When family comes together, it is such a special time, but not everyone will have every member gathered around the table for Christmas dinner this year. That can be very hard.
I had the opportunity to teach my Sunday School girls this past weekend a lesson and the Christmas story. We talked about all the precious things they will get to do over the Christmas holiday, but I reminded them to take time to pray… pray for all the hurting hearts at Christmastime.
Maybe it’s a grandparent, or parent, a child or a best friend that won’t be able to spend an earthly Christmas here with you this year. And I’m truly sorry for who it may be in your life that your missing. That one person that you would love to spend one more Christmas on earth with.. I’m truly sorry.
But I am here to offer you hope!
Shortly after my infant daughter went home to be with the Lord, I truly wondered how I would survive from one day to the next. I felt like my heart was so heavy and it was so painful to just breathe day after day. Yet day after day, the Lord would pick me up and give me the strength and grace to go on.
That first year without her was so very hard. I remember each milestone and each holiday that passed broke my heart. It was a reminder of time moving forward without her. I just wanted her to be there to celebrate each life moment with me.
Time went on and God continued to bless and December had already come.

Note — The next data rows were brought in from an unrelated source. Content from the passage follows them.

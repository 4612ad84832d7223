//! Task planning
//!
//! Turns the configured year range and category keys into a deterministic,
//! totally ordered list of tasks. Resumed runs rely on this order being stable
//! for identical configuration, so the convention is fixed:
//!
//! - category keys are deduplicated, first occurrence wins
//! - with south-first enabled, the selected priority categories
//!   (tamil, telugu, malayalam, kannada) come first in their configured order,
//!   followed by the remaining keys in configured order
//! - categories are iterated outer, years inner in ascending order
//!
//! # Example
//!
//! ```
//! use reel_harvest::config::Config;
//! use reel_harvest::planner::plan_tasks;
//!
//! let mut config = Config::default();
//! config.crawl.start_year = 2000;
//! config.crawl.end_year = 2001;
//! config.crawl.categories = vec!["hindi".into(), "tamil".into()];
//!
//! let ids: Vec<String> = plan_tasks(&config)
//!     .unwrap()
//!     .iter()
//!     .map(|t| t.id().to_string())
//!     .collect();
//! assert_eq!(ids, ["2000:tamil", "2001:tamil", "2000:hindi", "2001:hindi"]);
//! ```

mod task;

pub use task::{Task, TaskId};

use crate::config::{Config, SOUTH_PRIORITY_CATEGORIES};
use crate::{ConfigError, CrawlError};
use std::collections::HashSet;

/// Orders category keys according to the south-first policy
///
/// The sort is stable, so keys within each group keep their configured order.
pub fn order_categories(categories: &[String], south_first: bool) -> Vec<String> {
    let mut seen = HashSet::new();
    let mut ordered: Vec<String> = categories
        .iter()
        .filter(|key| seen.insert(key.as_str()))
        .cloned()
        .collect();

    if south_first {
        ordered.sort_by_key(|key| !SOUTH_PRIORITY_CATEGORIES.contains(&key.as_str()));
    }

    ordered
}

/// Plans the full ordered task list for a configuration
///
/// # Returns
///
/// * `Ok(Vec<Task>)` - Tasks in execution order
/// * `Err(CrawlError::Config)` - A category key has no template
/// * `Err(CrawlError::DuplicateTask)` - Two tasks share an id
pub fn plan_tasks(config: &Config) -> Result<Vec<Task>, CrawlError> {
    let catalog = config.catalog();
    let crawl = &config.crawl;
    let mut tasks = Vec::new();

    for key in order_categories(&crawl.categories, crawl.south_first) {
        for year in crawl.start_year..=crawl.end_year {
            let source_url = catalog
                .source_url(&crawl.base_url, &key, year)
                .ok_or_else(|| ConfigError::UnknownCategory(key.clone()))?;

            tasks.push(Task {
                year,
                category_key: key.clone(),
                source_url,
            });
        }
    }

    ensure_unique(&tasks)?;

    Ok(tasks)
}

fn ensure_unique(tasks: &[Task]) -> Result<(), CrawlError> {
    let mut ids = HashSet::with_capacity(tasks.len());
    for task in tasks {
        let id = task.id();
        if !ids.insert(id.clone()) {
            return Err(CrawlError::DuplicateTask(id.to_string()));
        }
    }
    Ok(())
}
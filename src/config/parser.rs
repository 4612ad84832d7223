use crate::config::types::Config;
use crate::config::validation::validate;
use crate::ConfigError;
use sha2::{Digest, Sha256};
use std::path::Path;

/// Parses and validates configuration text
///
/// Missing sections and keys take their defaults, so an empty string yields
/// the default configuration.
pub fn parse_config(content: &str) -> Result<Config, ConfigError> {
    let config: Config = toml::from_str(content)?;
    validate(&config)?;
    Ok(config)
}

/// Loads and validates the configuration file at `path`
///
/// # Returns
///
/// * `Ok(Config)` - Valid configuration
/// * `Err(ConfigError::Io)` - The file could not be read
/// * `Err(ConfigError::Parse)` - The file is not valid TOML for this layout
/// * `Err(ConfigError::Validation | UnknownCategory | InvalidUrl)` - A value is out of range
pub fn load_config(path: &Path) -> Result<Config, ConfigError> {
    load_config_with_hash(path).map(|(config, _)| config)
}

/// SHA-256 fingerprint of a configuration file, hex encoded
pub fn compute_config_hash(path: &Path) -> Result<String, ConfigError> {
    let content = std::fs::read(path)?;
    Ok(fingerprint(&content))
}

/// Loads a configuration together with the fingerprint of the exact bytes parsed
///
/// The fingerprint is logged at startup so runs made with different files can
/// be told apart.
pub fn load_config_with_hash(path: &Path) -> Result<(Config, String), ConfigError> {
    let content = std::fs::read_to_string(path)?;
    let config = parse_config(&content)?;
    Ok((config, fingerprint(content.as_bytes())))
}

fn fingerprint(bytes: &[u8]) -> String {
    hex::encode(Sha256::digest(bytes))
}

As Christmas approached, my heart was almost in a panic.. How would I get through Christmas without her?
Just one year prior I was 39 weeks pregnant at Christmastime, dreaming of my new baby and the beautiful year ahead that we would have and share together.
Unfortunately, that wasn’t the Lords plan for us.
So as Christmas came, my heart sunk. And in my quiet desperation, the Lord spoke to me…
And it spoke volumes!
As I thought about the little girl I loved and missed so much, I thought of His Son, Jesus Christ, the one in whom Christmas is truly about.
I remember tears swelling up in my eyes as I thought about the lowly birth that Jesus had. I thought about the childhood and the perfect life he lived, never sinning. I thought about what a wonderful man he became. And then I thought about the horrible death he had to endure.
Right then and there for the first time, I realized how much that must have hurt the Lord. For they crucified His only Son. His only child was put to death… and for what? For healing the sick? For helping the blind to see? Miracle after miracle our loving Savior preformed, yet they took his life anyway with no just cause.
I thought about my pain and then it didn’t’ seem to even compare.
God, knowing all things knew what my pain felt like.
He knew how much I missed my baby girl. He knew how much I was suffering without her. He knew exactly what I was going through.
And right then and there I felt I could see the Lords heart much clearer than before.
I felt like my heart was in tune with His.
He had a reason for this happening in my life. Month after month, year after year, He reveals it a little more to me. Her little life had MUCH purpose in those two little days she was here. She left quite an imprint on many hearts.
But Oh Jesus… how much HE left an imprint!!!
And then I thought, She’s with HIM!!!
As we celebrated the birth of Christ that, I thought about the birthdays I wouldn’t celebrate with my Maddie Grace and I thought, why should I be sad? She’s with HIM! She’s with Jesus!
She’s in Heaven celebrating Jesus’ birthday with HIm! I can’t even imagine the joyous time that would be… to be in Heaven with the one that the reason for the Season truly is about!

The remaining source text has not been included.